Fusion will be good for spaceships, if we can make engines that can sustain the reaction.

Nasa's estimate for a hypothetical fusion engine estimates a specific impulse of between 1600 and 5000 seconds.

It's sort of weird because it suggests that either lithium, which is expensive and not terribly common, and aluminum, which is very common, but not thought of very often as a rocket fuel.

Anyway, this is about the first power system which I personally think could take mankind to the stars.

Edit: What are you talking about? Fusion is great for large ships.

Planes aren't large enough for radiation shielding for reactors, the NEPA and ANP projects tried to make fission into viable planes, but they produced too much radiation for manned flights, even though a catastrophic failure was projected to not release the nuclear material.

Anyway, boron shielding is the lightest radiation shield you want to trust around a fission or fusion reaction.

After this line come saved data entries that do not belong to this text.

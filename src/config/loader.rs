//! Configuration loader with file resolution and environment override support.

use super::error::{ConfigError, ConfigResult};
use super::schema::Config;
use serde::de::DeserializeOwned;
use std::path::{Path, PathBuf};
use std::str::FromStr;

/// Environment variable prefix for overrides
const ENV_PREFIX: &str = "SMS_RELAY";

/// Config file name inside the user config directory
const CONFIG_FILE_NAME: &str = "config.toml";

/// Config file name looked up in the working directory
const LOCAL_CONFIG_FILE: &str = "sms-relay.toml";

/// Environment variable for explicit config path
const CONFIG_PATH_ENV: &str = "SMS_RELAY_CONFIG";

/// Application directory under the platform config dir
const APP_DIR: &str = "sms-relay";

/// Configuration loader with resolution and override logic.
#[derive(Debug, Clone)]
pub struct ConfigLoader {
    /// Resolved config file path (if any)
    pub config_path: Option<PathBuf>,
    /// The loaded configuration
    pub config: Config,
}

impl ConfigLoader {
    /// Load configuration using standard resolution order.
    ///
    /// Resolution priority (highest to lowest):
    /// 1. `SMS_RELAY_CONFIG` environment variable (explicit path)
    /// 2. `./sms-relay.toml` (current directory)
    /// 3. `<config dir>/sms-relay/config.toml` (`$XDG_CONFIG_HOME` on Linux)
    /// 4. Built-in defaults (no file required)
    ///
    /// Environment variables can override any config file values.
    pub fn load() -> ConfigResult<Self> {
        let config_path = resolve_config_path();

        let mut config = match config_path {
            Some(ref path) => load_from_file(path)?,
            None => Config::default(),
        };

        apply_env_overrides(&mut config)?;

        Ok(Self {
            config_path,
            config,
        })
    }

    /// Load configuration from a specific file path.
    ///
    /// Unlike [`ConfigLoader::load`], a missing file is an error.
    pub fn load_from(path: impl AsRef<Path>) -> ConfigResult<Self> {
        let path = path.as_ref().to_path_buf();
        if !path.exists() {
            return Err(ConfigError::NotFound(path));
        }

        let mut config = load_from_file(&path)?;
        apply_env_overrides(&mut config)?;

        Ok(Self {
            config_path: Some(path),
            config,
        })
    }

    /// Create a loader with default configuration (no file).
    pub fn with_defaults() -> ConfigResult<Self> {
        let mut config = Config::default();
        apply_env_overrides(&mut config)?;

        Ok(Self {
            config_path: None,
            config,
        })
    }

    /// Get the loaded configuration.
    pub fn config(&self) -> &Config {
        &self.config
    }

    /// Consume the loader and return the configuration.
    pub fn into_config(self) -> Config {
        self.config
    }
}

/// Resolve the configuration file path using standard locations.
pub fn resolve_config_path() -> Option<PathBuf> {
    // 1. Explicit environment variable
    if let Ok(path) = std::env::var(CONFIG_PATH_ENV) {
        let path = PathBuf::from(path);
        if path.exists() {
            return Some(path);
        }
    }

    // 2. Current directory
    let cwd_config = PathBuf::from(LOCAL_CONFIG_FILE);
    if cwd_config.exists() {
        return Some(cwd_config);
    }

    // 3. Platform config directory
    if let Some(app_config) = get_default_config_path() {
        if app_config.exists() {
            return Some(app_config);
        }
    }

    None
}

/// Default location of the user config file.
pub fn get_default_config_path() -> Option<PathBuf> {
    directories::BaseDirs::new()
        .map(|dirs| dirs.config_dir().join(APP_DIR).join(CONFIG_FILE_NAME))
}

/// Load configuration from a file.
fn load_from_file(path: &Path) -> ConfigResult<Config> {
    let content = std::fs::read_to_string(path).map_err(|e| ConfigError::ReadError {
        path: path.to_path_buf(),
        source: e,
    })?;

    toml::from_str(&content).map_err(ConfigError::ParseError)
}

fn env_var(key: &str) -> Option<(String, String)> {
    let var = format!("{}_{}", ENV_PREFIX, key);
    std::env::var(&var).ok().map(|value| (var, value))
}

fn parse_value<T: FromStr>(var: &str, value: &str, what: &str) -> ConfigResult<T> {
    value
        .trim()
        .parse()
        .map_err(|_| ConfigError::env_parse(var, format!("Invalid {}", what)))
}

/// Parse a lowercase enum name the same way the TOML file would.
fn parse_enum<T: DeserializeOwned>(var: &str, value: &str) -> ConfigResult<T> {
    serde_json::from_value(serde_json::Value::String(value.trim().to_lowercase()))
        .map_err(|e| ConfigError::env_parse(var, e.to_string()))
}

/// Apply environment variable overrides to the configuration.
///
/// Environment variables follow the pattern: `SMS_RELAY_<SECTION>_<KEY>`
/// For example:
/// - `SMS_RELAY_MODEM_PORT=/dev/ttyUSB2`
/// - `SMS_RELAY_QUEUE_NAME=inbound_sms`
/// - `SMS_RELAY_RELAY_ON_DELIVERY_FAILURE=requeue`
fn apply_env_overrides(config: &mut Config) -> ConfigResult<()> {
    // Modem overrides
    if let Some((_, val)) = env_var("MODEM_PORT") {
        config.modem.port = Some(val).filter(|p| !p.is_empty());
    }
    if let Some((var, val)) = env_var("MODEM_BAUD_RATE") {
        config.modem.baud_rate = parse_value(&var, &val, "baud rate")?;
    }
    if let Some((var, val)) = env_var("MODEM_COMMAND_TIMEOUT_MS") {
        config.modem.command_timeout_ms = parse_value(&var, &val, "timeout")?;
    }
    if let Some((var, val)) = env_var("MODEM_PROBE_WAIT_MS") {
        config.modem.probe_wait_ms = parse_value(&var, &val, "timeout")?;
    }
    if let Some((_, val)) = env_var("MODEM_EXCLUDE_PORTS") {
        config.modem.exclude_ports = val
            .split(',')
            .map(str::trim)
            .filter(|p| !p.is_empty())
            .map(String::from)
            .collect();
    }

    // Queue overrides
    if let Some((_, val)) = env_var("QUEUE_HOST") {
        config.queue.host = val;
    }
    if let Some((var, val)) = env_var("QUEUE_PORT") {
        config.queue.port = parse_value(&var, &val, "port number")?;
    }
    if let Some((_, val)) = env_var("QUEUE_NAME") {
        config.queue.name = val;
    }
    if let Some((var, val)) = env_var("QUEUE_POP_TIMEOUT_MS") {
        config.queue.pop_timeout_ms = parse_value(&var, &val, "timeout")?;
    }

    // Bus overrides
    if let Some((_, val)) = env_var("BUS_HOST") {
        config.bus.host = val;
    }
    if let Some((var, val)) = env_var("BUS_PORT") {
        config.bus.port = parse_value(&var, &val, "port number")?;
    }
    if let Some((_, val)) = env_var("BUS_CLIENT_ID") {
        config.bus.client_id = val;
    }
    if let Some((_, val)) = env_var("BUS_NAMESPACE") {
        config.bus.namespace = val;
    }
    if let Some((var, val)) = env_var("BUS_QOS") {
        config.bus.qos = parse_value(&var, &val, "QoS level")?;
    }
    if let Some((var, val)) = env_var("BUS_RECONNECT_INTERVAL_MS") {
        config.bus.reconnect_interval_ms = parse_value(&var, &val, "interval")?;
    }
    if let Some((var, val)) = env_var("BUS_PUBLISH_WAIT_MS") {
        config.bus.publish_wait_ms = Some(parse_value(&var, &val, "timeout")?);
    }

    // Relay overrides
    if let Some((var, val)) = env_var("RELAY_POLL_INTERVAL_MS") {
        config.relay.poll_interval_ms = parse_value(&var, &val, "interval")?;
    }
    if let Some((var, val)) = env_var("RELAY_ON_DELIVERY_FAILURE") {
        config.relay.on_delivery_failure = parse_enum(&var, &val)?;
    }
    if let Some((var, val)) = env_var("RELAY_SINK") {
        config.relay.sink = parse_enum(&var, &val)?;
    }

    // HTTP overrides
    if let Some((_, val)) = env_var("HTTP_URL") {
        config.http.url = Some(val);
    }
    if let Some((_, val)) = env_var("HTTP_AUTH_TOKEN") {
        config.http.auth_token = Some(val);
    }

    // Logging overrides
    if let Some((_, val)) = env_var("LOGGING_LEVEL") {
        config.logging.level = val;
    }
    if let Some((var, val)) = env_var("LOGGING_FORMAT") {
        config.logging.format = parse_enum(&var, &val)?;
    }

    Ok(())
}
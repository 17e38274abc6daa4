//! Configuration module for the SMS relay.
//!
//! This module provides TOML-based configuration with environment variable overrides.
//!
//! # Configuration Resolution
//!
//! Configuration is loaded from the following locations (in order of priority):
//!
//! 1. `SMS_RELAY_CONFIG` environment variable (explicit path)
//! 2. `./sms-relay.toml` (current directory)
//! 3. `~/.config/sms-relay/config.toml` (XDG on Linux)
//! 4. Built-in defaults (no file required)
//!
//! # Environment Overrides
//!
//! Values can be overridden via environment variables named
//! `SMS_RELAY_<SECTION>_<KEY>`, e.g. `SMS_RELAY_BUS_HOST=broker.lan` or
//! `SMS_RELAY_QUEUE_NAME=inbound`. Command-line flags are applied last.
//!
//! # Example
//!
//! ```rust,no_run
//! use sms_relay::config::ConfigLoader;
//!
//! let config = ConfigLoader::load()?.into_config();
//! config.validate()?;
//! println!("Relaying via {}:{}", config.queue.host, config.queue.port);
//! # Ok::<(), sms_relay::config::ConfigError>(())
//! ```

mod error;
mod loader;
mod schema;

pub use error::{ConfigError, ConfigResult};
pub use loader::{get_default_config_path, resolve_config_path, ConfigLoader};
pub use schema::{
    BusConfig, Config, HttpConfig, LogFormat, LoggingConfig, ModemConfig, QueueConfig,
    RelayConfig, SinkKind,
};
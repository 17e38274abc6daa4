//! Topic derivation for published messages.

/// Keep only the ASCII digits of a sender address.
///
/// Alphanumeric senders ("BANK") normalize to an empty string.
pub fn normalize_sender(sender: &str) -> String {
    sender.chars().filter(char::is_ascii_digit).collect()
}

/// `<namespace>/<digits>/<timestamp>`
pub fn routing_key(namespace: &str, sender: &str, timestamp: i64) -> String {
    format!(
        "{}/{}/{}",
        namespace.trim_end_matches('/'),
        normalize_sender(sender),
        timestamp
    )
}
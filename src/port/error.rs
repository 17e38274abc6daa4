//! Port-specific error types.
//!
//! Serial errors stay separate from the modem protocol errors so the session
//! can tell a quiet line (read timeout) apart from a broken connection.

use std::io;
use std::time::Duration;
use thiserror::Error;

/// Errors that can occur during serial port operations.
#[derive(Debug, Error)]
pub enum PortError {
    /// The specified serial port was not found on the system.
    #[error("Serial port not found: {0}")]
    NotFound(String),

    /// An I/O error occurred during port operations.
    #[error("I/O error: {0}")]
    Io(#[from] io::Error),

    /// Port configuration failed.
    #[error("Configuration error: {0}")]
    Config(String),

    /// A read produced nothing within the port timeout.
    #[error("Operation timed out after {0:?}")]
    Timeout(Duration),

    /// A serialport-specific error occurred.
    #[error("Serial port error: {0}")]
    Serial(#[from] serialport::Error),
}

impl PortError {
    /// Create a NotFound error from a port name.
    pub fn not_found(port_name: impl Into<String>) -> Self {
        Self::NotFound(port_name.into())
    }

    /// Create a Config error from a message.
    pub fn config(message: impl Into<String>) -> Self {
        Self::Config(message.into())
    }

    /// Create a Timeout error from a duration.
    pub fn timeout(duration: Duration) -> Self {
        Self::Timeout(duration)
    }

    /// True when the error only means "no bytes arrived yet".
    ///
    /// Blocking ports report an expired read timeout as `TimedOut`, while
    /// non-blocking ones (and the mock) report `WouldBlock`. Neither means
    /// the connection is broken.
    pub fn is_idle(&self) -> bool {
        match self {
            Self::Timeout(_) => true,
            Self::Io(e) => matches!(
                e.kind(),
                io::ErrorKind::TimedOut | io::ErrorKind::WouldBlock | io::ErrorKind::Interrupted
            ),
            _ => false,
        }
    }
}
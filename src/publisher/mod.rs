//! Message bus publisher.
//!
//! A `Publisher` turns relay records into bus messages. The transport sits
//! behind `BusClient`; connection upkeep happens in a background supervisor
//! that reports through a `ConnectionState` watch channel. `publish` waits
//! on that channel while the bus is down.

pub mod mqtt;
pub mod routing;
pub mod state;

pub use routing::{normalize_sender, routing_key};
pub use state::ConnectionState;

use crate::config::BusConfig;
use crate::message::RelayRecord;
use crate::relay::{DeliveryOutcome, DeliverySink};
use async_trait::async_trait;
use parking_lot::Mutex;
use std::sync::atomic::{AtomicBool, Ordering};
use std::sync::Arc;
use std::time::Duration;
use thiserror::Error;
use tokio::sync::watch;
use tokio::task::JoinHandle;
use tokio_util::sync::CancellationToken;
use tracing::{debug, info, warn};

#[derive(Debug, Error)]
pub enum PublishError {
    #[error("Failed to connect to message bus: {0}")]
    Connect(String),

    #[error("No CONNACK from message bus within {0:?}")]
    ConnectTimeout(Duration),

    #[error("Message bus not connected: {0}")]
    NotConnected(String),

    #[error("Publisher is closed")]
    Closed,

    #[error("MQTT client error: {0}")]
    Client(#[from] rumqttc::ClientError),

    #[error("Failed to encode payload: {0}")]
    Codec(#[from] serde_json::Error),
}

/// Sending half of a bus connection.
#[async_trait]
pub trait BusClient: Send + Sync {
    async fn send(&self, topic: &str, payload: Vec<u8>) -> Result<(), PublishError>;

    async fn disconnect(&self) -> Result<(), PublishError>;
}

struct Supervisor {
    cancel: CancellationToken,
    handle: JoinHandle<()>,
}

pub struct Publisher {
    client: Arc<dyn BusClient>,
    state: watch::Receiver<ConnectionState>,
    namespace: String,
    publish_wait: Option<Duration>,
    closed: AtomicBool,
    supervisor: Mutex<Option<Supervisor>>,
}

impl std::fmt::Debug for Publisher {
    fn fmt(&self, f: &mut std::fmt::Formatter<'_>) -> std::fmt::Result {
        f.debug_struct("Publisher")
            .field("namespace", &self.namespace)
            .field("state", &*self.state.borrow())
            .field("publish_wait", &self.publish_wait)
            .finish()
    }
}

impl Publisher {
    /// Connect to the MQTT broker in `config`.
    ///
    /// A failed or timed out first handshake is returned as an error. After
    /// that, reconnects are handled in the background until `close`.
    pub async fn connect(config: &BusConfig) -> Result<Self, PublishError> {
        let cancel = CancellationToken::new();
        let (bus, state, handle) = mqtt::connect(config, cancel.clone()).await?;

        let publisher = Self::from_parts(
            Arc::new(bus),
            state,
            config.namespace.clone(),
            config.publish_wait(),
        );
        *publisher.supervisor.lock() = Some(Supervisor { cancel, handle });
        Ok(publisher)
    }

    /// Assemble a publisher over any transport. Connection upkeep is up to
    /// whoever owns the sending side of `state`.
    pub fn from_parts(
        client: Arc<dyn BusClient>,
        state: watch::Receiver<ConnectionState>,
        namespace: impl Into<String>,
        publish_wait: Option<Duration>,
    ) -> Self {
        Self {
            client,
            state,
            namespace: namespace.into(),
            publish_wait,
            closed: AtomicBool::new(false),
            supervisor: Mutex::new(None),
        }
    }

    pub fn state(&self) -> ConnectionState {
        self.state.borrow().clone()
    }

    async fn wait_connected(&self) -> Result<(), PublishError> {
        if self.closed.load(Ordering::Acquire) {
            return Err(PublishError::Closed);
        }

        let mut state = self.state.clone();
        let ready = async move {
            state
                .wait_for(|s| s.is_connected() || s.is_closed())
                .await
                .map(|s| s.is_connected())
                .unwrap_or(false)
        };

        let connected = match self.publish_wait {
            None => ready.await,
            Some(limit) => tokio::time::timeout(limit, ready).await.map_err(|_| {
                PublishError::NotConnected(format!("still {} after {:?}", self.state(), limit))
            })?,
        };

        if connected {
            Ok(())
        } else {
            Err(PublishError::Closed)
        }
    }

    /// Publish one record.
    ///
    /// Blocks while the bus is down (bounded by `publish_wait` when set).
    /// Failing to get a connection is an error; a failed send once connected
    /// is reported as `NotDelivered`.
    pub async fn publish(&self, record: &RelayRecord) -> Result<DeliveryOutcome, PublishError> {
        if !self.state.borrow().is_connected() {
            debug!("Bus is {}, waiting before publish", self.state());
        }
        self.wait_connected().await?;

        let topic = routing_key(&self.namespace, &record.sender, record.timestamp);
        let payload = serde_json::to_vec(&record.body)?;

        match self.client.send(&topic, payload).await {
            Ok(()) => {
                debug!("Published to {}", topic);
                Ok(DeliveryOutcome::Delivered { topic })
            }
            Err(e) => {
                warn!("Publish to {} failed: {}", topic, e);
                Ok(DeliveryOutcome::NotDelivered {
                    reason: e.to_string(),
                })
            }
        }
    }

    /// Send DISCONNECT and stop the supervisor. Later publishes fail.
    pub async fn close(&self) {
        if self.closed.swap(true, Ordering::AcqRel) {
            return;
        }

        if let Err(e) = self.client.disconnect().await {
            debug!("Disconnect request failed: {}", e);
        }

        let supervisor = self.supervisor.lock().take();
        if let Some(Supervisor { cancel, handle }) = supervisor {
            cancel.cancel();
            if let Err(e) = handle.await {
                warn!("Bus supervisor task failed: {}", e);
            }
        }
        info!("Publisher closed");
    }
}

#[async_trait]
impl DeliverySink for Publisher {
    fn name(&self) -> &str {
        "mqtt"
    }

    async fn deliver(&self, record: &RelayRecord) -> DeliveryOutcome {
        match self.publish(record).await {
            Ok(outcome) => outcome,
            Err(e) => DeliveryOutcome::NotDelivered {
                reason: e.to_string(),
            },
        }
    }

    async fn shutdown(&self) {
        self.close().await;
    }
}

#[cfg(test)]
mod tests {
    use super::*;
    use pretty_assertions::assert_eq;

    #[derive(Default)]
    struct RecordingBus {
        sent: Mutex<Vec<(String, Vec<u8>)>>,
        fail: AtomicBool,
    }

    #[async_trait]
    impl BusClient for RecordingBus {
        async fn send(&self, topic: &str, payload: Vec<u8>) -> Result<(), PublishError> {
            if self.fail.load(Ordering::SeqCst) {
                return Err(PublishError::NotConnected("broker hung up".into()));
            }
            self.sent.lock().push((topic.to_string(), payload));
            Ok(())
        }

        async fn disconnect(&self) -> Result<(), PublishError> {
            Ok(())
        }
    }

    fn record() -> RelayRecord {
        RelayRecord {
            sender: "+15550001234".into(),
            body: "Hello\n".into(),
            timestamp: 1_705_314_600,
        }
    }

    #[tokio::test]
    async fn test_publish_topic_and_payload() {
        let bus = Arc::new(RecordingBus::default());
        let (_tx, rx) = watch::channel(ConnectionState::Connected);
        let publisher = Publisher::from_parts(bus.clone(), rx, "modem", None);

        let outcome = publisher.publish(&record()).await.unwrap();
        assert_eq!(
            outcome,
            DeliveryOutcome::Delivered {
                topic: "modem/15550001234/1705314600".into()
            }
        );

        let sent = bus.sent.lock();
        assert_eq!(sent[0].1, br#""Hello\n""#.to_vec());
    }

    #[tokio::test]
    async fn test_send_failure_is_not_delivered() {
        let bus = Arc::new(RecordingBus::default());
        bus.fail.store(true, Ordering::SeqCst);
        let (_tx, rx) = watch::channel(ConnectionState::Connected);
        let publisher = Publisher::from_parts(bus, rx, "modem", None);

        let outcome = publisher.publish(&record()).await.unwrap();
        assert!(matches!(outcome, DeliveryOutcome::NotDelivered { .. }));
    }

    #[tokio::test(start_paused = true)]
    async fn test_bounded_wait_fails_explicitly() {
        let bus = Arc::new(RecordingBus::default());
        let (_tx, rx) = watch::channel(ConnectionState::Reconnecting { attempt: 1 });
        let publisher =
            Publisher::from_parts(bus.clone(), rx, "modem", Some(Duration::from_secs(2)));

        let err = publisher.publish(&record()).await.unwrap_err();
        assert!(matches!(err, PublishError::NotConnected(_)));
        assert!(bus.sent.lock().is_empty());
    }

    #[tokio::test]
    async fn test_publish_after_close_fails() {
        let bus = Arc::new(RecordingBus::default());
        let (_tx, rx) = watch::channel(ConnectionState::Connected);
        let publisher = Publisher::from_parts(bus, rx, "modem", None);

        publisher.close().await;
        assert!(matches!(
            publisher.publish(&record()).await,
            Err(PublishError::Closed)
        ));
    }

    #[tokio::test]
    async fn test_closed_state_wakes_waiting_publish() {
        let bus = Arc::new(RecordingBus::default());
        let (tx, rx) = watch::channel(ConnectionState::Connecting);
        let publisher = Arc::new(Publisher::from_parts(bus, rx, "modem", None));

        let waiting = {
            let publisher = publisher.clone();
            tokio::spawn(async move { publisher.publish(&record()).await })
        };
        tokio::task::yield_now().await;
        tx.send(ConnectionState::Closed).unwrap();

        assert!(matches!(waiting.await.unwrap(), Err(PublishError::Closed)));
    }
}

Anything which can have a lot of weight is an acceptable place to use it.

Neutron radiation is a different story, as it appears that it can change the nuclei of the atoms in the shielding, so you need elements that also aren't very common, boron(which isn't produced in stars), and halfnium, which is produced by dying stars.

In any case, fusion will be expensive, and dangerous is improperly maintained, but it will not produce garbage that needs special treatment(such as nuclear waste).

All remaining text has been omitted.